Thursday, December 08, 2011

Elephants on the rampage in New Cross

There are many hazards today in the New Cross Road, but being attacked by elephants is no longer one of them. Not so in the days when the New Cross Empire music hall stood on the corner of Watsons Street and New Cross Road (more or less opposite Addey & Stanhope School), as these two stories show:

‘Seized by an Elephant’


'Mr Thomas Race, of Speedwell Street, Deptford, who is 62, was walking past the New Cross Empire last night when an elephant which was to appear in a turn there and which was standing in a passage seized him round the waist with his trunk and threw him to the ground. Mr Race was taken to the Miller Hospital, Greenwich, and detained’ (Times, January 10 1934)

‘A Trunk Call'

'A five-year old elephant escaped from the New Cross Empire in south-east London yesterday. It was recaptured by circus hands in New Cross post office. An assistant at the post office said: ‘We had quite a queue of old-age pensioners. There was a loud trumpeting, and through the swing doors appeared an elephant. Our queue disappeared like magic into telephone boxes and on, to and over the counter. We didn’t lose even a stamp’ (Times November 16 1951)

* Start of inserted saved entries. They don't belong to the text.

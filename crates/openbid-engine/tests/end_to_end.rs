//! Integration test: the full auction lifecycle
//!
//! CREATE → OPEN → BID → CLOSE → SETTLE
//!
//! Drives the engine through its public API only: auction creation, the
//! documented pricing walk-through, window boundary semantics, outbid
//! notices, and the final audit of the settled history.

use std::sync::Arc;

use chrono::{DateTime, Duration, TimeZone, Utc};
use openbid_engine::{
    BidProcessor, BidSubmission, NotificationHook, Outbox, OutbidNotice, PlaceBidResponse,
};
use openbid_ledger::{AuctionBook, BidLedger, BidStore, MemoryStore, audit};
use openbid_types::*;
use parking_lot::Mutex;
use rust_decimal::Decimal;

fn dec(n: i64) -> Decimal {
    Decimal::new(n, 0)
}

struct Pipeline {
    book: Arc<AuctionBook>,
    ledger: Arc<BidLedger>,
    store: Arc<MemoryStore>,
    outbox: Arc<Outbox>,
    processor: BidProcessor,
}

fn pipeline() -> Pipeline {
    let book = Arc::new(AuctionBook::new());
    let ledger = Arc::new(BidLedger::new());
    let store = Arc::new(MemoryStore::new());
    let outbox = Arc::new(Outbox::new());
    let processor = BidProcessor::new(
        Arc::clone(&book),
        Arc::clone(&ledger),
        Arc::clone(&store) as Arc<dyn BidStore>,
        Arc::clone(&outbox),
        &EngineConfig::default(),
    );
    Pipeline {
        book,
        ledger,
        store,
        outbox,
        processor,
    }
}

/// The auction used throughout: starting price 1000, increment 50, open
/// for exactly one hour from `opens_at`.
fn hour_auction(p: &Pipeline, opens_at: DateTime<Utc>) -> Auction {
    let params = AuctionParams::dummy(opens_at, opens_at + Duration::hours(1));
    p.processor
        .create_auction_at(params, opens_at - Duration::hours(1))
        .unwrap()
}

#[test]
fn full_auction_lifecycle() {
    // =====================================================================
    // CREATE: the listing goes under auction, window opens at T0
    // =====================================================================
    let p = pipeline();
    let t0 = Utc.with_ymd_and_hms(2025, 6, 1, 12, 0, 0).unwrap();
    let auction = hour_auction(&p, t0);
    assert_eq!(auction.status, AuctionStatus::Pending);

    // =====================================================================
    // BID: the pricing walk-through (1000 accepted, 1049 short, 1050 in)
    // =====================================================================
    let in_window = t0 + Duration::minutes(10);
    let alice = BidderId::new();
    let bob = BidderId::new();

    let first = p
        .processor
        .place_bid_at(
            &BidSubmission::new(auction.auction_id, alice, dec(1000)),
            in_window,
        )
        .unwrap();
    assert_eq!(first.bid.sequence, 1);
    assert_eq!(first.next_minimum, dec(1050));

    // 1049 beats the leader by 49 but falls short of the increment step.
    let short = p
        .processor
        .place_bid_at(
            &BidSubmission::new(auction.auction_id, bob, dec(1049)),
            in_window + Duration::seconds(1),
        )
        .unwrap_err();
    assert!(matches!(short, BidError::BelowMinimum { minimum, .. } if minimum == dec(1050)));

    let second = p
        .processor
        .place_bid_at(
            &BidSubmission::new(auction.auction_id, bob, dec(1050)),
            in_window + Duration::seconds(2),
        )
        .unwrap();
    assert_eq!(second.bid.sequence, 2);
    assert_eq!(second.next_minimum, dec(1100));

    // =====================================================================
    // CLOSE: the window ends; late bids bounce
    // =====================================================================
    let after_close = t0 + Duration::hours(1);
    let late = p
        .processor
        .place_bid_at(
            &BidSubmission::new(auction.auction_id, alice, dec(2000)),
            after_close,
        )
        .unwrap_err();
    assert!(matches!(late, BidError::AuctionClosed { .. }));

    // =====================================================================
    // SETTLE: explicit and irreversible
    // =====================================================================
    let settled = p
        .processor
        .settle_at(auction.auction_id, after_close + Duration::minutes(1))
        .unwrap();
    assert_eq!(settled.status, AuctionStatus::Settled);
    assert_eq!(settled.current_highest, Some(second.bid.id));
    assert_eq!(
        p.book.get(auction.auction_id).unwrap().status,
        AuctionStatus::Settled
    );

    // The ledger kept everything in order and the history audits clean.
    let history = p.ledger.history(auction.auction_id);
    assert_eq!(history.len(), 2);
    assert_eq!(history[0].amount, dec(1000));
    assert_eq!(history[1].amount, dec(1050));
    audit::verify_history(&settled, &history).unwrap();

    // Store and book agree on the final row.
    let store_row = p.store.auction_row(auction.auction_id).unwrap();
    assert_eq!(store_row.status, AuctionStatus::Settled);
    assert_eq!(store_row.version, settled.version);
}

#[test]
fn window_boundaries_start_inclusive_end_exclusive() {
    let p = pipeline();
    let t0 = Utc.with_ymd_and_hms(2025, 6, 1, 12, 0, 0).unwrap();
    let auction = hour_auction(&p, t0);
    let bidder = BidderId::new();

    // One second before T0: not open yet, and the rejection says when.
    let early = p
        .processor
        .place_bid_at(
            &BidSubmission::new(auction.auction_id, bidder, dec(1000)),
            t0 - Duration::seconds(1),
        )
        .unwrap_err();
    assert!(matches!(early, BidError::AuctionNotYetOpen { opens_at } if opens_at == t0));

    // Exactly T0: open.
    p.processor
        .place_bid_at(&BidSubmission::new(auction.auction_id, bidder, dec(1000)), t0)
        .unwrap();

    // Exactly T0 + 3600s: closed.
    let at_close = t0 + Duration::seconds(3600);
    let late = p
        .processor
        .place_bid_at(
            &BidSubmission::new(auction.auction_id, bidder, dec(1100)),
            at_close,
        )
        .unwrap_err();
    assert!(matches!(late, BidError::AuctionClosed { closed_at } if closed_at == at_close));
}

/// Records delivered notices; clones share the log.
#[derive(Clone, Default)]
struct PushGateway {
    delivered: Arc<Mutex<Vec<OutbidNotice>>>,
}

impl NotificationHook for PushGateway {
    fn outbid(&self, notice: &OutbidNotice) -> Result<()> {
        self.delivered.lock().push(notice.clone());
        Ok(())
    }
}

#[test]
fn outbid_notices_reach_the_hook_in_bid_order() {
    let p = pipeline();
    let gateway = PushGateway::default();
    p.outbox.register_hook(Box::new(gateway.clone()));

    let t0 = Utc.with_ymd_and_hms(2025, 6, 1, 12, 0, 0).unwrap();
    let auction = hour_auction(&p, t0);
    let in_window = t0 + Duration::minutes(1);

    let alice = BidderId::new();
    let bob = BidderId::new();
    for (bidder, amount) in [(alice, 1000), (bob, 1050), (alice, 1100)] {
        p.processor
            .place_bid_at(
                &BidSubmission::new(auction.auction_id, bidder, dec(amount)),
                in_window,
            )
            .unwrap();
    }

    // Nothing is delivered until the delivery loop drains.
    assert!(gateway.delivered.lock().is_empty());
    assert_eq!(p.outbox.pending_count(), 3);

    let drained = p.outbox.drain_pending();
    assert_eq!(drained.len(), 3);
    assert_eq!(p.outbox.pending_count(), 0);

    let delivered = gateway.delivered.lock();
    assert_eq!(delivered.len(), 3);
    // The first bid had nobody to outbid; later notices name the loser.
    assert_eq!(delivered[0].previous_highest_bidder, None);
    assert_eq!(delivered[1].previous_highest_bidder, Some(alice));
    assert_eq!(delivered[2].previous_highest_bidder, Some(bob));
    assert_eq!(delivered[2].new_highest_bid.amount, dec(1100));
}

#[test]
fn bid_history_queries_by_auction_and_bidder() {
    let p = pipeline();
    let t0 = Utc.with_ymd_and_hms(2025, 6, 1, 12, 0, 0).unwrap();
    let first = hour_auction(&p, t0);
    let second = hour_auction(&p, t0);
    let in_window = t0 + Duration::minutes(1);

    let collector = BidderId::new();
    let rival = BidderId::new();
    p.processor
        .place_bid_at(
            &BidSubmission::new(first.auction_id, collector, dec(1000)),
            in_window,
        )
        .unwrap();
    p.processor
        .place_bid_at(
            &BidSubmission::new(second.auction_id, rival, dec(1000)),
            in_window + Duration::seconds(1),
        )
        .unwrap();
    p.processor
        .place_bid_at(
            &BidSubmission::new(second.auction_id, collector, dec(1050)),
            in_window + Duration::seconds(2),
        )
        .unwrap();

    // Per-auction history is ordered and isolated.
    assert_eq!(p.ledger.history(first.auction_id).len(), 1);
    assert_eq!(p.ledger.history(second.auction_id).len(), 2);

    // The cross-auction view finds everything one bidder did.
    let mine = p.ledger.bids_by_bidder(collector);
    assert_eq!(mine.len(), 2);
    assert!(mine.iter().all(|bid| bid.bidder_id == collector));
    let auctions: Vec<AuctionId> = mine.iter().map(|bid| bid.auction_id).collect();
    assert!(auctions.contains(&first.auction_id));
    assert!(auctions.contains(&second.auction_id));
}

#[test]
fn settling_an_auction_nobody_bid_on() {
    let p = pipeline();
    let t0 = Utc.with_ymd_and_hms(2025, 6, 1, 12, 0, 0).unwrap();
    let auction = hour_auction(&p, t0);

    let settled = p
        .processor
        .settle_at(auction.auction_id, t0 + Duration::hours(2))
        .unwrap();
    assert_eq!(settled.status, AuctionStatus::Settled);
    assert!(settled.current_highest.is_none());
    assert_eq!(settled.version, 2);
    audit::verify_history(&settled, &p.ledger.history(auction.auction_id)).unwrap();
}

#[test]
fn wire_envelope_reflects_the_pipeline_outcome() {
    let p = pipeline();
    let t0 = Utc.with_ymd_and_hms(2025, 6, 1, 12, 0, 0).unwrap();
    let auction = hour_auction(&p, t0);
    let in_window = t0 + Duration::minutes(1);
    let bidder = BidderId::new();

    let outcome = p.processor.place_bid_at(
        &BidSubmission::new(auction.auction_id, bidder, dec(1000)),
        in_window,
    );
    let ok = PlaceBidResponse::from_outcome(&outcome);
    assert!(ok.accepted);
    assert_eq!(ok.minimum_required, Some(dec(1050)));
    assert!(ok.reason.is_none());

    let outcome = p.processor.place_bid_at(
        &BidSubmission::new(auction.auction_id, bidder, dec(1010)),
        in_window,
    );
    let rejected = PlaceBidResponse::from_outcome(&outcome);
    assert!(!rejected.accepted);
    assert_eq!(rejected.minimum_required, Some(dec(1050)));
    assert!(rejected.reason.unwrap().contains("OB_ERR_201"));
}
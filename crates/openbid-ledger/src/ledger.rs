//! The append-only bid ledger: one totally ordered log per auction.
//!
//! Every accepted bid occupies exactly one `(auction_id, sequence)` slot.
//! Sequences are contiguous from 1, assigned at commit, never reused;
//! entries are never mutated, reordered, or deleted. The BidProcessor is
//! the only writer and appends only while holding the auction's exclusive
//! section, so the ledger itself just has to make appends atomic with
//! sequence occupancy and keep concurrent reads tear-free.
//!
//! Reads are snapshots: `history` hands back a fresh copy that can be
//! re-queried from the start at any time.

use std::collections::HashMap;

use openbid_types::{AuctionId, Bid, BidError, BidderId, Result};
use parking_lot::RwLock;

/// Per-auction append-only logs of accepted bids.
pub struct BidLedger {
    /// Logs in sequence order. Guarded so readers never observe a torn
    /// entry while a commit appends.
    logs: RwLock<HashMap<AuctionId, Vec<Bid>>>,
}

impl BidLedger {
    /// Create an empty ledger.
    #[must_use]
    pub fn new() -> Self {
        Self {
            logs: RwLock::new(HashMap::new()),
        }
    }

    /// The sequence the next accepted bid for this auction will receive.
    ///
    /// Only meaningful while holding the auction's exclusive section;
    /// outside it the answer may be stale before it returns.
    #[must_use]
    pub fn next_sequence(&self, auction_id: AuctionId) -> u64 {
        let logs = self.logs.read();
        logs.get(&auction_id).map_or(0, Vec::len) as u64 + 1
    }

    /// Append a committed bid to its auction's log.
    ///
    /// The bid must carry the next contiguous sequence for its auction.
    /// Returns the occupied sequence.
    ///
    /// # Errors
    /// Returns [`BidError::SequenceConflict`] if the slot is already
    /// occupied or would leave a gap.
    pub fn append(&self, bid: Bid) -> Result<u64> {
        let mut logs = self.logs.write();
        let log = logs.entry(bid.auction_id).or_default();
        let next = log.len() as u64 + 1;
        if bid.sequence != next {
            return Err(BidError::SequenceConflict {
                auction_id: bid.auction_id,
                sequence: bid.sequence,
            });
        }
        let auction_id = bid.auction_id;
        let sequence = bid.sequence;
        log.push(bid);
        tracing::debug!(auction = %auction_id, sequence, "Bid appended");
        Ok(sequence)
    }

    /// The current highest accepted bid for an auction.
    ///
    /// Acceptance enforces a strictly increasing amount, so the highest
    /// bid is always the last entry in the log.
    #[must_use]
    pub fn current_highest(&self, auction_id: AuctionId) -> Option<Bid> {
        let logs = self.logs.read();
        logs.get(&auction_id).and_then(|log| log.last().cloned())
    }

    /// Full bid history for an auction, ascending by sequence.
    #[must_use]
    pub fn history(&self, auction_id: AuctionId) -> Vec<Bid> {
        let logs = self.logs.read();
        logs.get(&auction_id).cloned().unwrap_or_default()
    }

    /// All bids placed by one bidder across every auction, ascending by
    /// commit time.
    #[must_use]
    pub fn bids_by_bidder(&self, bidder_id: BidderId) -> Vec<Bid> {
        let logs = self.logs.read();
        let mut bids: Vec<Bid> = logs
            .values()
            .flat_map(|log| log.iter().filter(|bid| bid.bidder_id == bidder_id))
            .cloned()
            .collect();
        bids.sort_by_key(|bid| bid.placed_at);
        bids
    }

    /// Number of accepted bids for an auction.
    #[must_use]
    pub fn bid_count(&self, auction_id: AuctionId) -> usize {
        let logs = self.logs.read();
        logs.get(&auction_id).map_or(0, Vec::len)
    }

    /// Every auction that has at least one accepted bid.
    #[must_use]
    pub fn auction_ids(&self) -> Vec<AuctionId> {
        let logs = self.logs.read();
        logs.keys().copied().collect()
    }

    /// `true` if no auction has any accepted bid.
    #[must_use]
    pub fn is_empty(&self) -> bool {
        let logs = self.logs.read();
        logs.values().all(Vec::is_empty)
    }
}

impl Default for BidLedger {
    fn default() -> Self {
        Self::new()
    }
}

Incidentally there are some fantastic 1930s family photos from Deptford at Lewisham Family Album, as I have mentioned before. There is mention there of circus animals sometimes being kept at Murray's Alley stables off Comet St, Deptford - either for circuses up on Blackheath or for the New Cross Empire. Somebody commenting there recalled 'Circus Elephants were once taken through the grounds of Speedwell and Comet House from the Murrays Alley Stables, I think to the New Cross Empire for the stage circus. One Elephant charged into the New Cross Post Office and a person was tragically injured. I think that was in the late l940's. Most of the children in the flats followed them through the grounds'.

1 comment:

Anonymous said...

fantastic post - cheers!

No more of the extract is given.